• [WHAT IS BEING ASKED] Your answer consists of the lines in the data that contain "length". Copy each of them.

━━━━━━━━━━

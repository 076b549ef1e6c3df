//! Bag-of-terms tf-idf vectorizer with a bounded vocabulary.

use serde::{Deserialize, Serialize};
use std::collections::HashMap;

/// Words carrying no class signal, dropped during tokenization.
const STOPWORDS: [&str; 36] = [
    "a", "an", "and", "are", "as", "at", "be", "by", "for", "from", "has", "have", "he", "in",
    "is", "it", "its", "of", "on", "or", "that", "the", "this", "to", "was", "we", "were", "will",
    "with", "you", "your", "i", "not", "but", "they", "their",
];

/// Fixed feature-extraction function shared by trainer and oracle.
///
/// The vocabulary is frozen at fit time; transforming unseen text maps
/// out-of-vocabulary terms to nothing. Vectors are L2-normalized.
#[derive(Debug, Clone, Serialize, Deserialize)]
pub struct TfIdfVectorizer {
    /// Term at index `i` is feature `i`.
    pub vocabulary: Vec<String>,
    /// Inverse document frequency per feature, smoothed.
    pub idf: Vec<f32>,
    #[serde(skip)]
    index: HashMap<String, usize>,
}

impl TfIdfVectorizer {
    /// Fit a vocabulary of at most `max_features` terms over the corpus,
    /// keeping the terms seen in the most documents.
    pub fn fit(documents: &[String], max_features: usize) -> Self {
        let mut doc_freq: HashMap<String, usize> = HashMap::new();
        for doc in documents {
            let mut seen: std::collections::HashSet<String> = std::collections::HashSet::new();
            for token in tokenize(doc) {
                if seen.insert(token.clone()) {
                    *doc_freq.entry(token).or_insert(0) += 1;
                }
            }
        }

        let mut terms: Vec<(String, usize)> = doc_freq.into_iter().collect();
        // Highest document frequency first; ties broken alphabetically so
        // the fitted vocabulary is deterministic.
        terms.sort_by(|a, b| b.1.cmp(&a.1).then_with(|| a.0.cmp(&b.0)));
        terms.truncate(max_features);

        let n_docs = documents.len() as f32;
        let vocabulary: Vec<String> = terms.iter().map(|(t, _)| t.clone()).collect();
        let idf: Vec<f32> = terms
            .iter()
            .map(|(_, df)| ((1.0 + n_docs) / (1.0 + *df as f32)).ln() + 1.0)
            .collect();

        let mut vectorizer = Self {
            vocabulary,
            idf,
            index: HashMap::new(),
        };
        vectorizer.rebuild_index();
        vectorizer
    }

    /// Rebuild the term lookup table. Must be called after deserializing.
    pub fn rebuild_index(&mut self) {
        self.index = self
            .vocabulary
            .iter()
            .enumerate()
            .map(|(i, term)| (term.clone(), i))
            .collect();
    }

    /// Transform text into a dense tf-idf vector of vocabulary length.
    pub fn transform(&self, text: &str) -> Vec<f32> {
        let mut vector = vec![0.0f32; self.vocabulary.len()];
        for token in tokenize(text) {
            if let Some(&i) = self.index.get(&token) {
                vector[i] += 1.0;
            }
        }
        for (value, idf) in vector.iter_mut().zip(&self.idf) {
            *value *= idf;
        }

        let norm = vector.iter().map(|v| v * v).sum::<f32>().sqrt();
        if norm > 0.0 {
            for value in &mut vector {
                *value /= norm;
            }
        }
        vector
    }

    pub fn n_features(&self) -> usize {
        self.vocabulary.len()
    }
}

/// Lowercased alphanumeric tokens of length >= 2, stopwords removed.
fn tokenize(text: &str) -> impl Iterator<Item = String> + '_ {
    text.split(|c: char| !c.is_alphanumeric())
        .filter(|t| t.len() >= 2)
        .map(str::to_lowercase)
        .filter(|t| !STOPWORDS.contains(&t.as_str()))
}

#[cfg(test)]
mod tests {
    use super::*;

    fn docs(texts: &[&str]) -> Vec<String> {
        texts.iter().map(|t| t.to_string()).collect()
    }

    #[test]
    fn vocabulary_is_bounded_and_deterministic() {
        let corpus = docs(&[
            "please confirm password details",
            "password reset link expires",
            "weather news sports password",
        ]);
        let a = TfIdfVectorizer::fit(&corpus, 3);
        let b = TfIdfVectorizer::fit(&corpus, 3);
        assert_eq!(a.vocabulary, b.vocabulary);
        assert_eq!(a.vocabulary.len(), 3);
        // "password" appears in every document.
        assert!(a.vocabulary.contains(&"password".to_string()));
    }

    #[test]
    fn transform_is_l2_normalized() {
        let corpus = docs(&["confirm password now", "daily weather report"]);
        let v = TfIdfVectorizer::fit(&corpus, 100);
        let x = v.transform("confirm password");
        let norm: f32 = x.iter().map(|a| a * a).sum::<f32>().sqrt();
        assert!((norm - 1.0).abs() < 1e-5);
    }

    #[test]
    fn unseen_terms_map_to_zero_vector() {
        let corpus = docs(&["confirm password now", "daily weather report"]);
        let v = TfIdfVectorizer::fit(&corpus, 100);
        let x = v.transform("zzz qqq");
        assert!(x.iter().all(|&a| a == 0.0));
    }

    #[test]
    fn stopwords_never_enter_the_vocabulary() {
        let corpus = docs(&["the the the password", "the the weather"]);
        let v = TfIdfVectorizer::fit(&corpus, 100);
        assert!(!v.vocabulary.contains(&"the".to_string()));
    }
}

━━━━━━━━━━

• [WRITTEN SOLUTION]
    /// Transform text into a dense tf-idf vector of vocabulary length.
/// Lowercased alphanumeric tokens of length >= 2, stopwords removed.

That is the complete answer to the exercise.